Prompt: Copy all lines below that use the word "CENTERED".

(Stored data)

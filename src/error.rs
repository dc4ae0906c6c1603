//! Error types
//!
//! Everything here is a setup-time failure. Per-tick simulation code is total
//! and never returns these.

use crate::sim::Scene;

/// Invalid map or skin configuration
#[derive(thiserror::Error, Debug, PartialEq)]
pub enum ConfigError {
    /// Content JSON could not be parsed
    #[error("Parse error: {0}")]
    Parse(String),

    #[error("Map '{0}' has no behaviour starting at 0")]
    MissingBaseBehaviour(String),

    #[error("Map '{map}' behaviours are not strictly ascending at start {start}")]
    UnsortedBehaviours { map: String, start: u32 },

    #[error("Map '{map}': {field} must be positive, got {value}")]
    NonPositive {
        map: String,
        field: &'static str,
        value: f32,
    },

    #[error("Map '{0}': gap bounds leave no vertical room for the obstacle gap")]
    NoVerticalRoom(String),

    #[error("Map '{map}': spawn scenery '{texture}' needs a spawnGap")]
    MissingSpawnGap { map: String, texture: String },

    #[error("Unknown map '{0}'")]
    UnknownMap(String),

    #[error("Content defines no maps")]
    NoMaps,

    #[error("Content defines no skins")]
    NoSkins,

    #[error("Tuning: {field} must be positive and finite, got {value}")]
    InvalidTuning { field: &'static str, value: f32 },
}

/// Rejected screen dimensions
#[derive(thiserror::Error, Debug, PartialEq)]
pub enum SurfaceError {
    #[error("Screen size must be positive and finite, got {width}x{height}")]
    InvalidSize { width: f32, height: f32 },
}

/// A sprite the simulation depends on was not provided by the loader
#[derive(thiserror::Error, Debug, PartialEq)]
pub enum AssetError {
    #[error("Missing sprite for {0}")]
    Missing(String),

    #[error("Sprite for {0} has zero size")]
    ZeroSized(String),
}

/// Failure building the simulation once assets are ready
#[derive(thiserror::Error, Debug, PartialEq)]
pub enum SetupError {
    #[error("Config error: {0}")]
    Config(#[from] ConfigError),

    #[error("Surface error: {0}")]
    Surface(#[from] SurfaceError),

    #[error("Asset error: {0}")]
    Asset(#[from] AssetError),

    /// Fewer pooled items than one screen width needs
    #[error("Pool of {len} cannot cover a {width}px wide screen at spacing {spacing}")]
    RingUnderflow { len: usize, width: f32, spacing: f32 },
}

/// A scene change request that cannot be honoured
#[derive(thiserror::Error, Debug, PartialEq)]
pub enum TransitionError {
    #[error("No transition from {from:?} to {to:?}")]
    NotAllowed { from: Scene, to: Scene },

    #[error("A transition is already playing")]
    Busy,

    #[error("Assets are still loading")]
    NotLoaded,
}
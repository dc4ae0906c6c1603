//! Simulation clock
//!
//! The backend calls back once per displayed frame with wall time. All speeds
//! are tuned in "frames at 60 Hz", so elapsed time is converted to that unit
//! and clamped to keep a stalled tab from teleporting everything.

use crate::consts::NOMINAL_FRAME_MS;

#[derive(Debug, Clone, Default)]
pub struct SimClock {
    /// Timestamp (ms) of the previous callback
    last_time: Option<f64>,
    /// Frames elapsed since the clock started; drives bobbing obstacles.
    /// Kept in f64 so long sessions keep sub-frame resolution.
    accumulated: f64,
    max_delta: f32,
}

impl SimClock {
    pub fn new(max_delta: f32) -> Self {
        Self {
            last_time: None,
            accumulated: 0.0,
            max_delta,
        }
    }

    /// Convert a frame callback timestamp into a frame delta
    ///
    /// The first callback yields exactly one frame.
    pub fn frame_delta(&mut self, now_ms: f64) -> f32 {
        let delta = match self.last_time {
            Some(last) => ((now_ms - last) / NOMINAL_FRAME_MS) as f32,
            None => 1.0,
        };
        self.last_time = Some(now_ms);
        if delta.is_finite() {
            delta.clamp(0.0, self.max_delta)
        } else {
            0.0
        }
    }

    /// Record `dt` frames of simulated time
    pub fn accumulate(&mut self, dt: f32) {
        self.accumulated += f64::from(dt);
    }

    pub fn accumulated(&self) -> f64 {
        self.accumulated
    }
}
//! Rendering surface dimensions
//!
//! The playfield is at most 480 wide and always 4:3 tall. Every layout and
//! speed constant is authored against the 480 reference and multiplied by
//! `scale_factor`.

use serde::{Deserialize, Serialize};

use crate::consts::{ASPECT_RATIO, REFERENCE_WIDTH};
use crate::error::SurfaceError;

/// Validated screen size
#[derive(Debug, Clone, Copy, PartialEq, Serialize, Deserialize)]
pub struct Surface {
    width: f32,
    height: f32,
    scale_factor: f32,
}

impl Surface {
    /// Reject sizes that would poison scale-derived divisions
    pub fn new(width: f32, height: f32) -> Result<Self, SurfaceError> {
        if !(width.is_finite() && height.is_finite() && width > 0.0 && height > 0.0) {
            return Err(SurfaceError::InvalidSize { width, height });
        }
        Ok(Self {
            width,
            height,
            scale_factor: width / REFERENCE_WIDTH,
        })
    }

    /// Fit the playfield into a window of the given width
    pub fn fit_window(window_width: f32) -> Result<Self, SurfaceError> {
        let width = window_width.min(REFERENCE_WIDTH);
        Self::new(width, width * ASPECT_RATIO)
    }

    /// The 480x640 authoring size
    pub fn reference() -> Self {
        Self {
            width: REFERENCE_WIDTH,
            height: REFERENCE_WIDTH * ASPECT_RATIO,
            scale_factor: 1.0,
        }
    }

    #[inline]
    pub fn width(&self) -> f32 {
        self.width
    }

    #[inline]
    pub fn height(&self) -> f32 {
        self.height
    }

    #[inline]
    pub fn scale_factor(&self) -> f32 {
        self.scale_factor
    }
}
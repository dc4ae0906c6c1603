//! Sprite instance data handed to the rendering backend

use bytemuck::{Pod, Zeroable};

/// What a sprite instance draws; the backend maps these to textures
#[repr(u32)]
#[derive(Debug, Clone, Copy, PartialEq, Eq)]
pub enum SpriteKind {
    /// Variant: index into the map's scenery list
    Scenery = 0,
    ObstaclePole = 1,
    /// Variant: skin index
    Character = 2,
    /// Full-screen black overlay
    Backdrop = 3,
    LoaderSpinner = 4,
    /// Variant: skin index
    MenuSkin = 5,
    /// Variant: countdown step 0..4
    CountdownLabel = 6,
    /// Variant: current score
    ScoreLabel = 7,
    /// Variant: final score
    EndPanel = 8,
    /// Variant: highscore
    BestLabel = 9,
}

pub mod flags {
    /// Draw the texture upside down (top poles)
    pub const FLIP_Y: u32 = 1;
    /// `pos` is the sprite center rather than its top-left corner
    pub const CENTERED: u32 = 1 << 1;
    /// `size` is a scale for content sized by the backend (text)
    pub const SCALE_ONLY: u32 = 1 << 2;
    /// The end panel is showing a new highscore
    pub const NEW_BEST: u32 = 1 << 3;
}

/// One textured quad
#[repr(C)]
#[derive(Copy, Clone, Debug, PartialEq, Pod, Zeroable)]
pub struct SpriteInstance {
    /// Top-left corner in screen pixels, or the center with `CENTERED`
    pub pos: [f32; 2],
    pub size: [f32; 2],
    /// Radians clockwise around the sprite center
    pub rotation: f32,
    pub alpha: f32,
    pub kind: u32,
    pub variant: u32,
    pub flags: u32,
}

impl SpriteInstance {
    pub fn new(kind: SpriteKind, pos: [f32; 2], size: [f32; 2]) -> Self {
        Self {
            pos,
            size,
            rotation: 0.0,
            alpha: 1.0,
            kind: kind as u32,
            variant: 0,
            flags: 0,
        }
    }

    pub fn with_variant(mut self, variant: u32) -> Self {
        self.variant = variant;
        self
    }

    pub fn with_alpha(mut self, alpha: f32) -> Self {
        self.alpha = alpha;
        self
    }

    pub fn with_rotation(mut self, rotation: f32) -> Self {
        self.rotation = rotation;
        self
    }

    pub fn with_flags(mut self, flags: u32) -> Self {
        self.flags |= flags;
        self
    }

    pub fn is(&self, kind: SpriteKind) -> bool {
        self.kind == kind as u32
    }

    /// Instances as raw bytes for a vertex buffer upload
    pub fn as_bytes(instances: &[SpriteInstance]) -> &[u8] {
        bytemuck::cast_slice(instances)
    }
}
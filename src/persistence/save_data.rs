//! Highscore and skin selection save data

use serde::{Deserialize, Serialize};

/// The persisted record
#[derive(Debug, Clone, PartialEq, Eq, Serialize, Deserialize)]
#[serde(rename_all = "camelCase", default)]
pub struct SaveData {
    pub highscore: u32,
    /// Skins the player may pick, in menu order
    pub skins_unlocked: Vec<String>,
    pub selected_skin: String,
}

impl Default for SaveData {
    fn default() -> Self {
        Self {
            highscore: 0,
            skins_unlocked: vec!["default".into(), "rocker".into(), "pinkie".into()],
            selected_skin: "default".into(),
        }
    }
}

impl SaveData {
    /// LocalStorage key (used only in wasm32)
    #[allow(dead_code)]
    const STORAGE_KEY: &'static str = "savedData";

    pub fn from_json(json: &str) -> Result<Self, serde_json::Error> {
        serde_json::from_str(json)
    }

    pub fn to_json(&self) -> Result<String, serde_json::Error> {
        serde_json::to_string(self)
    }

    /// Drop skins the content does not know and make sure a valid one is
    /// selected
    pub fn sanitized(mut self, known: &[String]) -> Self {
        self.skins_unlocked.retain(|s| known.contains(s));
        if self.skins_unlocked.is_empty() {
            if let Some(first) = known.first() {
                self.skins_unlocked.push(first.clone());
            }
        }
        if !self.skins_unlocked.contains(&self.selected_skin) {
            if let Some(first) = self.skins_unlocked.first() {
                log::warn!(
                    "Selected skin '{}' is not unlocked, using '{}'",
                    self.selected_skin,
                    first
                );
                self.selected_skin = first.clone();
            }
        }
        self
    }

    pub fn is_skin_unlocked(&self, skin: &str) -> bool {
        self.skins_unlocked.iter().any(|s| s == skin)
    }

    /// Raise the highscore if `score` beats it
    pub fn record_score(&mut self, score: u32) -> bool {
        if score > self.highscore {
            self.highscore = score;
            true
        } else {
            false
        }
    }

    /// Select the next unlocked skin, wrapping to the first
    pub fn next_skin(&mut self) -> &str {
        self.cycle_skin(1)
    }

    /// Select the previous unlocked skin, wrapping to the last
    pub fn previous_skin(&mut self) -> &str {
        self.cycle_skin(-1)
    }

    fn cycle_skin(&mut self, step: isize) -> &str {
        let len = self.skins_unlocked.len() as isize;
        if len > 0 {
            let current = self
                .skins_unlocked
                .iter()
                .position(|s| *s == self.selected_skin)
                .unwrap_or(0) as isize;
            let next = (current + step).rem_euclid(len) as usize;
            self.selected_skin = self.skins_unlocked[next].clone();
        }
        &self.selected_skin
    }

    /// Load save data from LocalStorage (WASM only)
    #[cfg(target_arch = "wasm32")]
    pub fn load() -> Self {
        let storage = web_sys::window()
            .and_then(|w| w.local_storage().ok())
            .flatten();

        if let Some(storage) = storage {
            if let Ok(Some(json)) = storage.get_item(Self::STORAGE_KEY) {
                match Self::from_json(&json) {
                    Ok(data) => {
                        log::info!("Loaded save data (highscore {})", data.highscore);
                        return data;
                    }
                    Err(e) => log::warn!("Ignoring unreadable save data: {}", e),
                }
            }
        }

        log::info!("No save data found, starting fresh");
        Self::default()
    }

    /// Write save data to LocalStorage (WASM only)
    #[cfg(target_arch = "wasm32")]
    pub fn save(&self) {
        let storage = web_sys::window()
            .and_then(|w| w.local_storage().ok())
            .flatten();

        if let Some(storage) = storage {
            match self.to_json() {
                Ok(json) => {
                    if storage.set_item(Self::STORAGE_KEY, &json).is_err() {
                        log::warn!("Failed to write save data");
                    }
                }
                Err(e) => log::warn!("Failed to encode save data: {}", e),
            }
        }
    }

    /// Native stubs
    #[cfg(not(target_arch = "wasm32"))]
    pub fn load() -> Self {
        Self::default()
    }

    #[cfg(not(target_arch = "wasm32"))]
    pub fn save(&self) {
        log::debug!("Save requested (highscore {}); native builds keep it in memory", self.highscore);
    }
}
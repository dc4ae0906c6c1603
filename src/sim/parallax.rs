//! Parallax scenery
//!
//! Each scenery element scrolls at `scroll_velocity * scale / distance`: the
//! further away, the slower. Tiling layers only shift a texture offset; spawn
//! layers keep their own small ring of decorations, recycled the same way as
//! the obstacle pool.

use std::collections::VecDeque;

use glam::Vec2;
use rand::Rng;
use serde::{Deserialize, Serialize};

use crate::assets::{AssetCatalog, AssetKey, SpriteSize};
use crate::content::{Anchor, MapConfig, SceneryConfig, SceneryKind, SceneryLayer};
use crate::error::{AssetError, ConfigError, SetupError};
use crate::surface::Surface;

/// One repeating strip
#[derive(Debug, Clone, Serialize, Deserialize)]
pub struct TileLayer {
    /// Index into the map's scenery list
    pub scenery: usize,
    pub layer: SceneryLayer,
    pub distance: f32,
    /// Horizontal texture offset, wrapped into `(-size.x, 0]`
    pub tile_offset: f32,
    /// Top edge of the strip
    pub y: f32,
    /// Scaled size of one texture repetition
    pub size: Vec2,
}

/// A pool of discrete decorations
#[derive(Debug, Clone, Serialize, Deserialize)]
pub struct SpawnLayer {
    pub scenery: usize,
    pub layer: SceneryLayer,
    pub distance: f32,
    /// Scaled spacing between decorations
    pub spawn_gap: f32,
    /// Top edge shared by every decoration
    pub y: f32,
    pub size: Vec2,
    /// Left edges, ascending
    pub xs: VecDeque<f32>,
}

#[derive(Debug, Clone, Serialize, Deserialize)]
pub enum ParallaxLayer {
    Tile(TileLayer),
    Spawn(SpawnLayer),
}

impl ParallaxLayer {
    pub fn layer(&self) -> SceneryLayer {
        match self {
            ParallaxLayer::Tile(t) => t.layer,
            ParallaxLayer::Spawn(s) => s.layer,
        }
    }
}

/// Top edge of a sprite of `height` placed against `anchor`
fn anchored_y(anchor: Anchor, offset: f32, height: f32, surface: &Surface) -> f32 {
    let offset = offset * surface.scale_factor();
    match anchor {
        Anchor::Top => offset,
        Anchor::Bottom => surface.height() - offset - height,
        Anchor::Fill => 0.0,
    }
}

/// All scenery layers of a map, in configuration order (back to front)
#[derive(Debug, Clone)]
pub struct ParallaxField {
    layers: Vec<ParallaxLayer>,
    scroll_velocity: f32,
    screen: Surface,
}

impl ParallaxField {
    pub fn new<R: Rng>(
        map: &MapConfig,
        catalog: &AssetCatalog,
        surface: &Surface,
        rng: &mut R,
    ) -> Result<Self, SetupError> {
        let layers = map
            .scenery
            .iter()
            .enumerate()
            .map(|(index, element)| {
                let texture = catalog.scenery(index).ok_or_else(|| {
                    AssetError::Missing(
                        AssetKey::Scenery {
                            map: map.map.clone(),
                            texture: element.texture.clone(),
                        }
                        .to_string(),
                    )
                })?;
                Self::build_layer(map, index, element, texture, surface, rng)
            })
            .collect::<Result<Vec<_>, SetupError>>()?;

        log::info!("Built {} parallax layer(s) for '{}'", layers.len(), map.map);

        Ok(Self {
            layers,
            scroll_velocity: map.scroll_velocity,
            screen: *surface,
        })
    }

    fn build_layer<R: Rng>(
        map: &MapConfig,
        index: usize,
        element: &SceneryConfig,
        texture: SpriteSize,
        surface: &Surface,
        rng: &mut R,
    ) -> Result<ParallaxLayer, SetupError> {
        let scale = match element.position {
            Anchor::Fill => surface.height() / texture.height,
            _ => surface.scale_factor(),
        };
        let size = texture.scaled(scale);
        let y = anchored_y(element.position, element.offset, size.height, surface);

        match element.kind {
            SceneryKind::Tile => Ok(ParallaxLayer::Tile(TileLayer {
                scenery: index,
                layer: element.layer,
                distance: element.distance,
                tile_offset: 0.0,
                y,
                size: Vec2::new(size.width, size.height),
            })),
            SceneryKind::Spawn => {
                let gap = element.spawn_gap.ok_or_else(|| ConfigError::MissingSpawnGap {
                    map: map.map.clone(),
                    texture: element.texture.clone(),
                })?;
                let spawn_gap = gap * surface.scale_factor();
                let count = (surface.width() / spawn_gap).ceil() as usize + 1;
                let start = (rng.random::<f32>() * surface.width()).round();
                let xs = (0..count).map(|i| start + i as f32 * spawn_gap).collect();
                Ok(ParallaxLayer::Spawn(SpawnLayer {
                    scenery: index,
                    layer: element.layer,
                    distance: element.distance,
                    spawn_gap,
                    y,
                    size: Vec2::new(size.width, size.height),
                    xs,
                }))
            }
        }
    }

    /// Scroll every layer and recycle spawn decorations that left the screen
    pub fn scroll(&mut self, dt: f32) {
        let scale = self.screen.scale_factor();
        for layer in &mut self.layers {
            match layer {
                ParallaxLayer::Tile(tile) => {
                    let dx = self.scroll_velocity * (scale / tile.distance) * dt;
                    tile.tile_offset = (tile.tile_offset - dx) % tile.size.x;
                }
                ParallaxLayer::Spawn(spawn) => {
                    let dx = self.scroll_velocity * scale * (scale / spawn.distance) * dt;
                    for x in spawn.xs.iter_mut() {
                        *x -= dx;
                    }
                    Self::recycle(spawn);
                }
            }
        }
    }

    fn recycle(spawn: &mut SpawnLayer) {
        let Some(&head) = spawn.xs.front() else {
            return;
        };
        if head + spawn.size.x >= 0.0 {
            return;
        }
        spawn.xs.pop_front();
        let tail = spawn.xs.back().copied().unwrap_or(head);
        spawn.xs.push_back(tail + spawn.spawn_gap);
    }

    pub fn layers(&self) -> &[ParallaxLayer] {
        &self.layers
    }

    /// Layers drawn behind the obstacles and character
    pub fn background(&self) -> impl Iterator<Item = &ParallaxLayer> {
        self.layers
            .iter()
            .filter(|l| l.layer() == SceneryLayer::Background)
    }

    /// Layers drawn over everything in the game scene
    pub fn foreground(&self) -> impl Iterator<Item = &ParallaxLayer> {
        self.layers
            .iter()
            .filter(|l| l.layer() == SceneryLayer::Foreground)
    }
}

Response area:
    pub const CENTERED: u32 = 1 << 1;
    /// Top-left corner in screen pixels, or the center with `CENTERED`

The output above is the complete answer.